Stored data:
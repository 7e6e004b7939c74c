//! Beasiswa daemon - scholarship recommendation server.
//!
//! A single Rust binary that:
//! - Builds the recommendation graph from a record file, or loads a snapshot
//! - Saves a snapshot after each build when configured
//! - Serves the query engine over HTTP

use anyhow::{Context, Result};
use beasiswa_core::{EligibilityPolicy, MalformedPolicy};
use clap::Parser;
use std::path::PathBuf;
use tracing::{info, Level};
use tracing_subscriber::{EnvFilter, FmtSubscriber};

use beasiswa_daemon::build::initial_graph;
use beasiswa_daemon::config::{DaemonConfig, DEFAULT_CONFIG_FILE};
use beasiswa_daemon::server::{create_router, AppState};

/// Scholarship recommendation daemon
#[derive(Parser, Debug)]
#[command(name = "beasiswa-daemon")]
#[command(about = "Scholarship recommendation graph server")]
#[command(version)]
struct Cli {
    /// Path to the configuration file
    #[arg(short, long, default_value = DEFAULT_CONFIG_FILE)]
    config: PathBuf,

    /// Record file to build the graph from (json, jsonl or csv)
    #[arg(long, env = "BEASISWA_RECORDS")]
    records: Option<PathBuf>,

    /// Snapshot file to save after building, or to load when no records are given
    #[arg(long, env = "BEASISWA_SNAPSHOT")]
    snapshot: Option<PathBuf>,

    /// Address to bind
    #[arg(long)]
    host: Option<String>,

    /// HTTP port to listen on
    #[arg(short, long)]
    port: Option<u16>,

    /// Only recommend scholarships to records flagged as eligible
    #[arg(long)]
    gate_on_eligibility: bool,

    /// Abort the build on the first malformed record instead of skipping it
    #[arg(long)]
    strict: bool,

    /// Build and save the snapshot, then exit without serving
    #[arg(long)]
    no_serve: bool,

    /// Enable verbose logging
    #[arg(short, long)]
    verbose: bool,
}

impl Cli {
    /// Command-line flags override file configuration.
    fn apply(&self, config: &mut DaemonConfig) {
        if let Some(records) = &self.records {
            config.build.records = Some(records.clone());
        }
        if let Some(snapshot) = &self.snapshot {
            config.build.snapshot = Some(snapshot.clone());
        }
        if let Some(host) = &self.host {
            config.server.host = host.clone();
        }
        if let Some(port) = self.port {
            config.server.port = port;
        }
        if self.gate_on_eligibility {
            config.build.eligibility = EligibilityPolicy::GateOnFlag;
        }
        if self.strict {
            config.build.on_malformed = MalformedPolicy::Abort;
        }
    }
}

#[tokio::main]
async fn main() -> Result<()> {
    let cli = Cli::parse();

    // Initialize logging; RUST_LOG takes precedence over --verbose
    let level = if cli.verbose { Level::DEBUG } else { Level::INFO };
    let filter = EnvFilter::try_from_default_env()
        .unwrap_or_else(|_| EnvFilter::new(level.as_str().to_lowercase()));
    FmtSubscriber::builder()
        .with_env_filter(filter)
        .with_target(false)
        .compact()
        .init();

    let mut config = DaemonConfig::load(&cli.config);
    cli.apply(&mut config);

    info!(
        "Eligibility policy: {:?}, malformed records: {:?}",
        config.build.eligibility, config.build.on_malformed
    );

    let startup_config = config.clone();
    let (engine, graph_info) = tokio::task::spawn_blocking(move || initial_graph(&startup_config))
        .await
        .context("Startup build task panicked")??;
    info!(
        "Graph ready: {} nodes, {} edges",
        engine.graph().node_count(),
        engine.graph().edge_count()
    );

    if cli.no_serve {
        return Ok(());
    }

    let addr = config.listen_addr();
    let state = AppState::new(config, engine, graph_info);
    let router = create_router(state);

    let listener = tokio::net::TcpListener::bind(&addr)
        .await
        .with_context(|| format!("Failed to bind {}", addr))?;
    info!("beasiswa daemon listening on http://{}", addr);

    axum::serve(listener, router).await?;
    Ok(())
}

THE PROBLEM: Every record must be output again with its wording unchanged.

REPLY TO THE TASK:
repository 7e6e004b7939c74c
//! Beasiswa daemon - scholarship recommendation server.
//!
//! A single Rust binary that:
//! - Builds the recommendation graph from a record file, or loads a snapshot
//! - Saves a snapshot after each build when configured
//! - Serves the query engine over HTTP

use anyhow::{Context, Result};
use beasiswa_core::{EligibilityPolicy, MalformedPolicy};
use clap::Parser;
use std::path::PathBuf;
use tracing::{info, Level};
use tracing_subscriber::{EnvFilter, FmtSubscriber};

use beasiswa_daemon::build::initial_graph;
use beasiswa_daemon::config::{DaemonConfig, DEFAULT_CONFIG_FILE};
use beasiswa_daemon::server::{create_router, AppState};

/// Scholarship recommendation daemon
#[derive(Parser, Debug)]
#[command(name = "beasiswa-daemon")]
#[command(about = "Scholarship recommendation graph server")]
#[command(version)]
struct Cli {
    /// Path to the configuration file
    #[arg(short, long, default_value = DEFAULT_CONFIG_FILE)]
    config: PathBuf,

    /// Record file to build the graph from (json, jsonl or csv)
    #[arg(long, env = "BEASISWA_RECORDS")]
    records: Option<PathBuf>,

    /// Snapshot file to save after building, or to load when no records are given
    #[arg(long, env = "BEASISWA_SNAPSHOT")]
    snapshot: Option<PathBuf>,

    /// Address to bind
    #[arg(long)]
    host: Option<String>,

    /// HTTP port to listen on
    #[arg(short, long)]
    port: Option<u16>,

    /// Only recommend scholarships to records flagged as eligible
    #[arg(long)]
    gate_on_eligibility: bool,

    /// Abort the build on the first malformed record instead of skipping it
    #[arg(long)]
    strict: bool,

    /// Build and save the snapshot, then exit without serving
    #[arg(long)]
    no_serve: bool,

    /// Enable verbose logging
    #[arg(short, long)]
    verbose: bool,
}

impl Cli {
    /// Command-line flags override file configuration.
    fn apply(&self, config: &mut DaemonConfig) {
        if let Some(records) = &self.records {
            config.build.records = Some(records.clone());
        }
        if let Some(snapshot) = &self.snapshot {
            config.build.snapshot = Some(snapshot.clone());
        }
        if let Some(host) = &self.host {
            config.server.host = host.clone();
        }
        if let Some(port) = self.port {
            config.server.port = port;
        }
        if self.gate_on_eligibility {
            config.build.eligibility = EligibilityPolicy::GateOnFlag;
        }
        if self.strict {
            config.build.on_malformed = MalformedPolicy::Abort;
        }
    }
}

#[tokio::main]
async fn main() -> Result<()> {
    let cli = Cli::parse();

    // Initialize logging; RUST_LOG takes precedence over --verbose
    let level = if cli.verbose { Level::DEBUG } else { Level::INFO };
    let filter = EnvFilter::try_from_default_env()
        .unwrap_or_else(|_| EnvFilter::new(level.as_str().to_lowercase()));
    FmtSubscriber::builder()
        .with_env_filter(filter)
        .with_target(false)
        .compact()
        .init();

    let mut config = DaemonConfig::load(&cli.config);
    cli.apply(&mut config);

    info!(
        "Eligibility policy: {:?}, malformed records: {:?}",
        config.build.eligibility, config.build.on_malformed
    );

    let startup_config = config.clone();
    let (engine, graph_info) = tokio::task::spawn_blocking(move || initial_graph(&startup_config))
        .await
        .context("Startup build task panicked")??;
    info!(
        "Graph ready: {} nodes, {} edges",
        engine.graph().node_count(),
        engine.graph().edge_count()
    );

    if cli.no_serve {
        return Ok(());
    }

    let addr = config.listen_addr();
    let state = AppState::new(config, engine, graph_info);
    let router = create_router(state);

    let listener = tokio::net::TcpListener::bind(&addr)
        .await
        .with_context(|| format!("Failed to bind {}", addr))?;
    info!("beasiswa daemon listening on http://{}", addr);

    axum::serve(listener, router).await?;
    Ok(())
}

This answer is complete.